We could have guessed that model 1B would be less interesting than model 1A, because only two alternatives out of four have a cost parameter, which means that making B_cost alternative specific allows less flexibility in the model than making B_time alternative specific

So our preferred model for the rest of the project will be model 1A (alternative specific time coefficients)

To formalize this, we perform a Cox test. We define a general model containing both an alternative-specific b_time and alt-spec b_cost

In [26]:
# Utility functions
V_walk_1Cox = (B_TIME_WALK_1A * dur_walking)

V_cycle_1Cox = (
    ASC_CYCLE
    + B_TIME_CYCLE_1A * dur_cycling
)

V_PT_1Cox = (
    ASC_PT
    + B_TIME_PT_1A * dur_pt
    + B_COST_PT_1B * cost_transit
)

V_car_1Cox = (
    ASC_CAR
    + B_TIME_CAR_1A * dur_driving
    + B_COST_CAR_1B * cost_driving
)

V_1Cox = {1: V_walk_1Cox, 2: V_cycle_1Cox, 3: V_PT_1Cox, 4: V_car_1Cox}

# Estimation of the results
logprob_1Cox = loglogit(V_1Cox, None, travel_mode)
biogeme_1Cox = bio.BIOGEME(database, logprob_1Cox)
biogeme_1Cox.modelName = 'model_1Cox'
results_1Cox = biogeme_1Cox.estimate()

We compare model 1C with model 1A

In [27]:
lr_result1AC = results_1A.likelihood_ratio_test(results_1Cox, 0.005)
print(f'{lr_result1AC.statistic=:.3g}')
print(f'{lr_result1AC.threshold=:.3g}')
print(lr_result1AC.message)

lr_result1AC.statistic=7.03
lr_result1AC.threshold=7.88
H0 cannot be rejected at level 0.5%


We compare model 1C with model 1B

In [28]:
lr_result1BC = results_1B.likelihood_ratio_test(results_1Cox, 0.005)
print(f'{lr_result1BC.statistic=:.3g}')
print(f'{lr_result1BC.threshold=:.3g}')
print(lr_result1BC.message)

lr_result1BC.statistic=582
lr_result1BC.threshold=12.8
H0 can be rejected at level 0.5%


To conclude, model 1A is better than model 1B because, at the level $\alpha = 0.5 \%$, model B can be rejected against the composite model, but model A cannot. By the Cox test, 1A is better than 1B

## Model 2

In this model we chose a socio-economic characteristic, ownership of a driving liecense, and interacted it with both the ASC and one of the attributes.

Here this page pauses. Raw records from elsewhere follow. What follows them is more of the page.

use crate::capability::BackendCapabilities;
use crate::cluster::{ClusterPoint, ClusteringEngine, Coord};
use crate::config::{LongtailConfig, ScoringConfig, VocabularyConfig};
use crate::features::BehavioralFeatureVector;
use crate::information::{clamp01, cosine_distance, normalized_char_entropy, percentile_sorted};
use crate::scoring::ScoringEngine;
use crate::types::{
    ClusterParams, Detection, DetectionKind, DetectionPayload, QualityCounters, SessionRecord,
    Severity,
};
use crate::vectorizer::{CommandVectorizer, CommandVocabulary, SparseVector};

#[derive(Debug, Clone)]
pub struct LongtailOutcome {
    pub detections: Vec<Detection>,
    pub confidence: f64,
    pub category_scores: Vec<(String, f64)>,
    pub skipped_categories: Vec<String>,
    pub quality: QualityCounters,
}

pub struct LongtailAnalyzer<'c> {
    config: &'c LongtailConfig,
    vocab_config: &'c VocabularyConfig,
    scoring: &'c ScoringConfig,
    capabilities: BackendCapabilities,
    memory_budget_bytes: usize,
}
//! 손익 평가 엔진
//!
//! 포지션과 사용자가 입력한 현재가로 평가금액, 평가손익, 수익률을
//! 계산한다. 순수 함수이며 포지션이나 스토어를 변경하지 않는다.

use crate::models::position::Position;
use crate::models::valuation::ValuationResult;

/// 현재가가 양의 유한한 수일 때만 평가 결과를 돌려준다.
///
/// 그 외 입력은 오류가 아니라 "계산 결과 없음"이다. 호출 측은 수치를
/// 표시하지 않으면 된다.
pub fn evaluate(position: &Position, current_price: f64) -> Option<ValuationResult> {
    if !current_price.is_finite() || current_price <= 0.0 {
        return None;
    }

    let purchase_value = position.quantity * position.avg_price;
    let current_value = position.quantity * current_price;
    let gain_loss = current_value - purchase_value;
    let return_rate_percent = if purchase_value == 0.0 {
        0.0
    } else {
        gain_loss / purchase_value * 100.0
    };

    Some(ValuationResult {
        purchase_value,
        current_value,
        gain_loss,
        return_rate_percent,
    })
}

/// 자유 입력 문자열을 현재가로 해석한 뒤 평가한다.
/// 숫자가 아니면 계산 결과 없음.
pub fn evaluate_input(position: &Position, raw: &str) -> Option<ValuationResult> {
    let current_price = raw.trim().parse::<f64>().ok()?;
    evaluate(position, current_price)
}
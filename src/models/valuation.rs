use serde::{Deserialize, Serialize};

/// 손익 평가 결과 (파생 값, 저장하지 않음)
#[derive(Debug, Clone, PartialEq, Serialize, Deserialize)]
#[serde(rename_all = "camelCase")]
pub struct ValuationResult {
    pub purchase_value: f64,
    pub current_value: f64,
    pub gain_loss: f64,
    pub return_rate_percent: f64,
}

/// 손익 부호 구분. 색상 매핑은 표시 계층의 몫이다.
#[derive(Debug, Clone, Copy, PartialEq, Eq, Serialize, Deserialize)]
#[serde(rename_all = "lowercase")]
pub enum GainLossTone {
    Gain,
    Loss,
    Neutral,
}

impl ValuationResult {
    pub fn tone(&self) -> GainLossTone {
        if self.gain_loss > 0.0 {
            GainLossTone::Gain
        } else if self.gain_loss < 0.0 {
            GainLossTone::Loss
        } else {
            GainLossTone::Neutral
        }
    }
}
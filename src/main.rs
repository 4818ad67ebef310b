mod api;
mod chart;
mod config;
mod error;
mod gateway;
mod models;
mod portfolio;
mod utils;

use std::net::SocketAddr;
use std::sync::Arc;
use tokio::sync::RwLock;

use crate::api::routes;
use crate::config::Config;
use crate::gateway::client::{GeminiClient, InsightGateway};
use crate::portfolio::slot::FileSlot;
use crate::portfolio::store::PortfolioStore;
use crate::utils::logging;

#[tokio::main]
async fn main() -> Result<(), anyhow::Error> {
    // 로깅 초기화
    logging::init()?;
    log::info!("AI 주식 인사이트 서버 시작...");

    // 설정 로드
    let config = Config::load()?;
    log::info!("설정 로드 완료");

    // 포트폴리오 슬롯에서 복원
    let slot = FileSlot::new(&config.storage);
    let store = Arc::new(RwLock::new(PortfolioStore::load(Box::new(slot))));

    // 게이트웨이 클라이언트 생성
    let gateway: Arc<dyn InsightGateway> = Arc::new(GeminiClient::new(&config.gateway)?);
    log::info!("인사이트 게이트웨이 초기화 완료: 모델 = {}", config.gateway.model);

    // API 라우트 초기화
    let api_routes = routes::create_routes(store, gateway);
    log::info!("API 라우트 초기화 완료");

    // Warp 서버 시작
    let addr: SocketAddr = format!("{}:{}", config.server.host, config.server.port).parse()?;
    log::info!("서버 시작: http://{}/", addr);
    warp::serve(api_routes).run(addr).await;

    Ok(())
}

It is easy to see that having a driving license has a significant impact on the choice.

We first add the variable driving license, and its segmentation

In [29]:
# driving_license = Variable('purpose')
# driving_license_segmentation = DiscreteSegmentationTuple(
#     variable=driving_license, mapping={1: 'B', 2: 'C', 3: 'D', 4: 'E', 5: 'F'}
# )

# segmented_ASC_CAR_2A = segmented_beta(ASC_CAR_1A,[driving_license_segmentation])

# segmented_ASC_CYCLE_2A = segmented_beta(ASC_CYCLE_1A,[driving_license_segmentation])

# segmented_ASC_PT_2A = segmented_beta(ASC_PT_1A,[driving_license_segmentation])

Then we define the model as usual, but the ASCs are segmented by ownership of driving license

In [30]:
# V_walk_2A = (
#     B_TIME_WALK_1A * dur_walking
# )

# V_cycle_2A = (
#     segmented_ASC_CYCLE_2A
#     + B_TIME_CYCLE_1A * dur_cycling
# )

# V_PT_2A = (
#     segmented_ASC_PT_2A
#     + B_TIME_PT_1A * dur_pt
#     + B_COST_1A * cost_transit
# )

# V_car_2A = (
#     segmented_ASC_CAR_2A
#     + B_TIME_CAR_1A * dur_driving
#     + B_COST_1A * cost_driving
# )

# V_2A ={1: V_walk_2A, 2: V_cycle_2A, 3: V_PT_2A, 4: V_car_2A}

# logprob_2A = loglogit(V_2A, None, travel_mode)
# biogeme_2A = bio.BIOGEME(database, logprob_2A)
# biogeme_2A.modelName = 'model_2A'

# results_2A = biogeme_2A.estimate()
# print(results_2A.print_general_statistics())

In [31]:
# Number of estimated parameters:	11
# Sample size:	5000
# Excluded observations:	0
# Init log likelihood:	-5539.169
# Final log likelihood:	-4105.434
# Likelihood ratio test for the init. model:	2867.471
# Rho-square for the init. model:	0.259
# Rho-square-bar for the init. model:	0.257
# Akaike Information Criterion:	8232.867
# Bayesian Information Criterion:	8304.556
# Final gradient norm:	1.5780E-02
# Nbr of threads:	8

In [32]:
# display(results_2A.get_estimated_parameters())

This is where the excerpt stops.